Surgery for treating mesothelioma is an option for Stages I-III of the disease, depending on how far a tumor has grown into nearby tissues, the type of mesothelioma, where it is located, and if a patient is healthy enough to have surgery.
Surgery is often combined with radiation or chemotherapy to make sure all cancer cells not surgically removed are killed. Because mesothelioma is hard to remove completely, surgery will most likely not cure mesothelioma but can extend a patient’s life. The five-year survival rate for mesothelioma is 5-10 percent, according to the National Cancer Institute. People diagnosed at a younger age tend to survive longer, as do individuals diagnosed with earlier stages of the cancer.

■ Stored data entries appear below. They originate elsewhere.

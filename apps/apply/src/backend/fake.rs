//! In-memory `JobBoardBackend` used by workflow and handler tests.

use std::collections::{HashMap, HashSet};
use std::sync::atomic::{AtomicBool, Ordering};
use std::sync::Mutex;
use std::time::Duration;

use async_trait::async_trait;
use bytes::Bytes;

use super::{BackendError, FetchedBinary, JobBoardBackend};
use crate::models::application::{ApplicationPayload, ApplicationSummary};
use crate::models::job::Job;
use crate::models::profile::Profile;

pub struct FakeBackend {
    pub profile: Profile,
    pub jobs: HashMap<String, Job>,
    pub applied: Mutex<HashSet<String>>,
    pub files: HashMap<String, FetchedBinary>,
    pub created: Mutex<Vec<(String, ApplicationPayload)>>,
    pub fail_create: AtomicBool,
    pub create_delay: Option<Duration>,
}

impl FakeBackend {
    pub fn new(profile: Profile, jobs: Vec<Job>) -> Self {
        Self {
            profile,
            jobs: jobs.into_iter().map(|j| (j.id.clone(), j)).collect(),
            applied: Mutex::new(HashSet::new()),
            files: HashMap::new(),
            created: Mutex::new(Vec::new()),
            fail_create: AtomicBool::new(false),
            create_delay: None,
        }
    }

    pub fn with_file(mut self, url: &str, content_type: &str, bytes: &'static [u8]) -> Self {
        self.files.insert(
            url.to_string(),
            FetchedBinary {
                bytes: Bytes::from_static(bytes),
                content_type: Some(content_type.to_string()),
            },
        );
        self
    }

    pub fn with_create_delay(mut self, delay: Duration) -> Self {
        self.create_delay = Some(delay);
        self
    }

    pub fn with_applied(self, job_id: &str) -> Self {
        self.applied.lock().unwrap().insert(job_id.to_string());
        self
    }

    pub fn set_fail_create(&self, fail: bool) {
        self.fail_create.store(fail, Ordering::SeqCst);
    }

    pub fn created(&self) -> Vec<(String, ApplicationPayload)> {
        self.created.lock().unwrap().clone()
    }
}

#[async_trait]
impl JobBoardBackend for FakeBackend {
    async fn get_profile(&self) -> Result<Profile, BackendError> {
        Ok(self.profile.clone())
    }

    async fn get_job(&self, job_id: &str) -> Result<Job, BackendError> {
        self.jobs
            .get(job_id)
            .cloned()
            .ok_or_else(|| BackendError::NotFound(format!("job {job_id}")))
    }

    async fn has_applied(&self, job_id: &str) -> Result<bool, BackendError> {
        Ok(self.applied.lock().unwrap().contains(job_id))
    }

    async fn create_application(
        &self,
        job_id: &str,
        payload: &ApplicationPayload,
    ) -> Result<ApplicationSummary, BackendError> {
        if let Some(delay) = self.create_delay {
            tokio::time::sleep(delay).await;
        }
        self.created
            .lock()
            .unwrap()
            .push((job_id.to_string(), payload.clone()));

        if self.fail_create.load(Ordering::SeqCst) {
            return Err(BackendError::Api {
                status: 503,
                message: "service unavailable".to_string(),
            });
        }

        self.applied.lock().unwrap().insert(job_id.to_string());
        Ok(ApplicationSummary {
            job_id: job_id.to_string(),
            status: Some("pending".to_string()),
        })
    }

    async fn fetch_binary(&self, url: &str) -> Result<FetchedBinary, BackendError> {
        self.files
            .get(url)
            .cloned()
            .ok_or_else(|| BackendError::NotFound(url.to_string()))
    }
}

Treatments for later-stage mesothelioma typically involve palliative surgery with the goal of removing as much of the cancer as possible to relieve symptoms of the disease, such as removing fluid and preventing fluid buildup. Radiation and chemotherapy therapies are often undertaken as well to minimize the extent of the cancer.
Our Delayed Mesothelioma Diagnosis Attorneys Can Help You
Powers & Santola, LLP, has the skill, experience and resources to assist you or a family member after a delayed or missed diagnosis of mesothelioma has occurred. To learn more, please contact us today by phone or through our online form.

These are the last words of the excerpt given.